The answer must consist of every line in the data that contains "signature".

Entries shown: Begin

//! Delivery logistics: drivers, deliveries, and routes.
//!
//! Routes order their stops through [`RouteDelivery`] rows with an explicit
//! sequence; the workflow endpoints (assign driver, start/complete route)
//! only move statuses and stamp timestamps.

use chrono::{DateTime, NaiveDate, NaiveTime, Utc};
use serde::{Deserialize, Serialize};

#[derive(Debug, Clone, Copy, PartialEq, Eq, Serialize, Deserialize)]
#[cfg_attr(feature = "sqlx", derive(sqlx::Type))]
#[cfg_attr(feature = "sqlx", sqlx(rename_all = "snake_case"))]
#[serde(rename_all = "snake_case")]
pub enum DriverStatus {
    Available,
    Busy,
    OffDuty,
}

impl Default for DriverStatus {
    fn default() -> Self {
        DriverStatus::Available
    }
}

/// A delivery driver. Phone is unique per company.
#[derive(Debug, Clone, Serialize, Deserialize)]
#[cfg_attr(feature = "sqlx", derive(sqlx::FromRow))]
pub struct Driver {
    pub id: String,
    pub company_id: String,
    pub name: String,
    pub phone: String,
    pub email: Option<String>,
    pub vehicle_type: Option<String>,
    pub vehicle_plate: Option<String>,
    pub license_number: Option<String>,
    pub status: DriverStatus,
    pub is_active: bool,
    pub notes: Option<String>,
    pub created_at: DateTime<Utc>,
    pub updated_at: DateTime<Utc>,
}

#[derive(Debug, Clone, Copy, PartialEq, Eq, Serialize, Deserialize)]
#[cfg_attr(feature = "sqlx", derive(sqlx::Type))]
#[cfg_attr(feature = "sqlx", sqlx(rename_all = "snake_case"))]
#[serde(rename_all = "snake_case")]
pub enum DeliveryStatus {
    Pending,
    Assigned,
    PickedUp,
    InTransit,
    Delivered,
    Cancelled,
    Failed,
}

impl DeliveryStatus {
    /// Statuses counted as "on the road" by the in-transit listing.
    pub fn is_in_transit(&self) -> bool {
        matches!(self, DeliveryStatus::PickedUp | DeliveryStatus::InTransit)
    }
}

#[derive(Debug, Clone, Serialize, Deserialize)]
#[cfg_attr(feature = "sqlx", derive(sqlx::FromRow))]
pub struct Delivery {
    pub id: String,
    pub company_id: String,
    pub delivery_number: String,
    pub sales_order_id: Option<String>,
    pub customer_id: String,
    pub driver_id: Option<String>,
    pub pickup_address: String,
    pub delivery_address: String,
    pub customer_phone: Option<String>,
    pub scheduled_date: NaiveDate,
    pub scheduled_time: Option<NaiveTime>,
    pub pickup_date: Option<DateTime<Utc>>,
    pub delivery_date: Option<DateTime<Utc>>,
    pub status: DeliveryStatus,
    pub priority: i64,
    /// Kilometers, when known.
    pub distance_km: Option<i64>,
    pub delivery_fee_cents: i64,
    pub tracking_code: Option<String>,
    /// Recipient signature, base64-encoded by the capturing client.
    pub signature: Option<String>,
    pub notes: Option<String>,
    pub internal_notes: Option<String>,
    pub created_by: Option<String>,
    pub created_at: DateTime<Utc>,
    pub updated_at: DateTime<Utc>,
}

#[derive(Debug, Clone, Serialize, Deserialize)]
#[cfg_attr(feature = "sqlx", derive(sqlx::FromRow))]
pub struct DeliveryItem {
    pub id: String,
    pub delivery_id: String,
    pub item_id: String,
    pub quantity: i64,
    pub description: Option<String>,
    pub condition_on_delivery: Option<String>,
    pub created_at: DateTime<Utc>,
    pub updated_at: DateTime<Utc>,
}

#[derive(Debug, Clone, Copy, PartialEq, Eq, Serialize, Deserialize)]
#[cfg_attr(feature = "sqlx", derive(sqlx::Type))]
#[cfg_attr(feature = "sqlx", sqlx(rename_all = "snake_case"))]
#[serde(rename_all = "snake_case")]
pub enum RouteStatus {
    Planned,
    InProgress,
    Completed,
    Cancelled,
}

#[derive(Debug, Clone, Serialize, Deserialize)]
#[cfg_attr(feature = "sqlx", derive(sqlx::FromRow))]
pub struct DeliveryRoute {
    pub id: String,
    pub company_id: String,
    pub route_name: String,
    pub driver_id: Option<String>,
    pub date: NaiveDate,
    pub status: RouteStatus,
    pub start_location: Option<String>,
    pub end_location: Option<String>,
    pub total_distance_km: i64,
    /// Minutes.
    pub estimated_duration: i64,
    pub start_time: Option<DateTime<Utc>>,
    pub end_time: Option<DateTime<Utc>>,
    pub notes: Option<String>,
    pub created_at: DateTime<Utc>,
    pub updated_at: DateTime<Utc>,
}

/// A stop on a route. Unique per (route, delivery), ordered by `sequence`.
#[derive(Debug, Clone, Serialize, Deserialize)]
#[cfg_attr(feature = "sqlx", derive(sqlx::FromRow))]
pub struct RouteDelivery {
    pub id: String,
    pub route_id: String,
    pub delivery_id: String,
    pub sequence: i64,
    pub estimated_arrival: Option<DateTime<Utc>>,
}

#[cfg(test)]
mod tests {
    use super::*;

    #[test]
    fn test_in_transit_statuses() {
        assert!(DeliveryStatus::PickedUp.is_in_transit());
        assert!(DeliveryStatus::InTransit.is_in_transit());
        assert!(!DeliveryStatus::Pending.is_in_transit());
        assert!(!DeliveryStatus::Delivered.is_in_transit());
    }
}
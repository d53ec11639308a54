//! API error types and their HTTP mapping.
//!
//! ## Status Mapping
//! ```text
//! Validation / business rule / no active company  → 400
//! Missing or invalid credentials                  → 401
//! Membership violation                            → 403
//! Missing or cross-company record                 → 404
//! Duplicate business key                          → 409
//! Everything else                                 → 500
//! ```

use axum::http::StatusCode;
use axum::response::{IntoResponse, Response};
use axum::Json;
use serde_json::json;

use keel_core::{CoreError, ValidationError};
use keel_db::DbError;

/// API errors, carrying enough context for the JSON error envelope.
#[derive(Debug, thiserror::Error)]
pub enum ApiError {
    #[error("Validation failed: {0}")]
    Validation(String),

    #[error("{0}")]
    BadRequest(String),

    /// No active company selected for the requesting user.
    #[error("No active company selected")]
    NoActiveCompany,

    #[error("Authentication failed: {0}")]
    Unauthorized(String),

    #[error("Forbidden: {0}")]
    Forbidden(String),

    #[error("{0}")]
    NotFound(String),

    #[error("{0}")]
    Conflict(String),

    #[error("Internal error: {0}")]
    Internal(String),
}

impl ApiError {
    fn status(&self) -> StatusCode {
        match self {
            ApiError::Validation(_) | ApiError::BadRequest(_) | ApiError::NoActiveCompany => {
                StatusCode::BAD_REQUEST
            }
            ApiError::Unauthorized(_) => StatusCode::UNAUTHORIZED,
            ApiError::Forbidden(_) => StatusCode::FORBIDDEN,
            ApiError::NotFound(_) => StatusCode::NOT_FOUND,
            ApiError::Conflict(_) => StatusCode::CONFLICT,
            ApiError::Internal(_) => StatusCode::INTERNAL_SERVER_ERROR,
        }
    }

    fn code(&self) -> &'static str {
        match self {
            ApiError::Validation(_) => "validation_error",
            ApiError::BadRequest(_) => "bad_request",
            ApiError::NoActiveCompany => "no_active_company",
            ApiError::Unauthorized(_) => "unauthorized",
            ApiError::Forbidden(_) => "forbidden",
            ApiError::NotFound(_) => "not_found",
            ApiError::Conflict(_) => "conflict",
            ApiError::Internal(_) => "internal",
        }
    }
}

impl IntoResponse for ApiError {
    fn into_response(self) -> Response {
        let body = Json(json!({
            "error": {
                "code": self.code(),
                "message": self.to_string(),
            }
        }));
        (self.status(), body).into_response()
    }
}

impl From<ValidationError> for ApiError {
    fn from(err: ValidationError) -> Self {
        ApiError::Validation(err.to_string())
    }
}

impl From<CoreError> for ApiError {
    fn from(err: CoreError) -> Self {
        ApiError::BadRequest(err.to_string())
    }
}

impl From<DbError> for ApiError {
    fn from(err: DbError) -> Self {
        match err {
            DbError::NotFound { .. } => ApiError::NotFound(err.to_string()),
            DbError::UniqueViolation { .. } => ApiError::Conflict(err.to_string()),
            DbError::ForeignKeyViolation { .. } => ApiError::BadRequest(err.to_string()),
            DbError::Domain(core) => ApiError::BadRequest(core.to_string()),
            other => ApiError::Internal(other.to_string()),
        }
    }
}

/// Result type for API handlers.
pub type ApiResult<T> = Result<T, ApiError>;

#[cfg(test)]
mod tests {
    use super::*;

    #[test]
    fn test_db_error_mapping() {
        let err: ApiError = DbError::not_found("Item", "x").into();
        assert_eq!(err.status(), StatusCode::NOT_FOUND);

        let err: ApiError = DbError::UniqueViolation {
            field: "items.sku".to_string(),
            value: "SKU-1".to_string(),
        }
        .into();
        assert_eq!(err.status(), StatusCode::CONFLICT);

        let err: ApiError = DbError::Domain(CoreError::UnbalancedEntry {
            debit_cents: 1,
            credit_cents: 2,
        })
        .into();
        assert_eq!(err.status(), StatusCode::BAD_REQUEST);
    }

    #[test]
    fn test_no_active_company_is_bad_request() {
        assert_eq!(ApiError::NoActiveCompany.status(), StatusCode::BAD_REQUEST);
    }
}
//! # Keel ERP API
//!
//! Company-scoped REST API for every ERP module.
//!
//! ## Request Flow
//! ```text
//! ┌─────────────────────────────────────────────────────────────────────────┐
//! │  Request                                                                │
//! │    │  Authorization: Bearer <access token>                              │
//! │    ▼                                                                    │
//! │  AuthUser extractor      ← validates the JWT, loads the user           │
//! │    ▼                                                                    │
//! │  CompanyScope extractor  ← resolves the user's active company;         │
//! │                            400 when none is selected                   │
//! │    ▼                                                                    │
//! │  Handler → repository (every query filtered by the active company)     │
//! │    ▼                                                                    │
//! │  Json response / ApiError (400/401/403/404/409)                        │
//! └─────────────────────────────────────────────────────────────────────────┘
//! ```
//!
//! ## Modules
//! Routes are nested under `/api/<module>`: auth, companies, contacts,
//! accounting, inventory, sales, procurement, pos, hr, crm, delivery,
//! ecommerce, website.

pub mod auth;
pub mod config;
pub mod error;
pub mod routes;

use keel_db::Database;
use std::sync::Arc;

pub use config::ApiConfig;
pub use error::{ApiError, ApiResult};

/// Shared application state, cloned into every handler.
#[derive(Clone)]
pub struct AppState {
    pub db: Database,
    pub jwt: Arc<auth::JwtManager>,
    pub config: Arc<ApiConfig>,
}

impl AppState {
    pub fn new(db: Database, config: ApiConfig) -> Self {
        let jwt = auth::JwtManager::new(
            config.jwt_secret.clone(),
            config.jwt_access_lifetime_secs,
            config.jwt_refresh_lifetime_secs,
        );

        AppState {
            db,
            jwt: Arc::new(jwt),
            config: Arc::new(config),
        }
    }
}
//! Website: CMS pages, blog posts, and contact-form messages.

use chrono::{DateTime, Utc};
use serde::{Deserialize, Serialize};

/// A CMS page. Slug is unique per company.
#[derive(Debug, Clone, Serialize, Deserialize)]
#[cfg_attr(feature = "sqlx", derive(sqlx::FromRow))]
pub struct Page {
    pub id: String,
    pub company_id: String,
    pub title: String,
    pub slug: String,
    pub content: String,
    pub meta_title: Option<String>,
    pub meta_description: Option<String>,
    pub meta_keywords: Option<String>,
    pub is_published: bool,
    pub published_date: Option<DateTime<Utc>>,
    pub author_id: Option<String>,
    pub created_at: DateTime<Utc>,
    pub updated_at: DateTime<Utc>,
}

#[derive(Debug, Clone, Serialize, Deserialize)]
#[cfg_attr(feature = "sqlx", derive(sqlx::FromRow))]
pub struct BlogPost {
    pub id: String,
    pub company_id: String,
    pub title: String,
    pub slug: String,
    pub excerpt: Option<String>,
    pub content: String,
    pub featured_image_url: Option<String>,
    pub category: Option<String>,
    /// Comma-separated tag list.
    pub tags: Option<String>,
    pub meta_title: Option<String>,
    pub meta_description: Option<String>,
    pub meta_keywords: Option<String>,
    pub is_published: bool,
    pub published_date: Option<DateTime<Utc>>,
    pub author_id: Option<String>,
    pub views: i64,
    pub created_at: DateTime<Utc>,
    pub updated_at: DateTime<Utc>,
}

/// A public contact-form submission. Not company-scoped; created without
/// authentication.
#[derive(Debug, Clone, Serialize, Deserialize)]
#[cfg_attr(feature = "sqlx", derive(sqlx::FromRow))]
pub struct Message {
    pub id: String,
    pub name: String,
    pub email: String,
    pub subject: String,
    pub message: String,
    pub created_at: DateTime<Utc>,
}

Entries shown: End

Response to this task
    /// Recipient signature, base64-encoded by the capturing client.
    pub signature: Option<String>,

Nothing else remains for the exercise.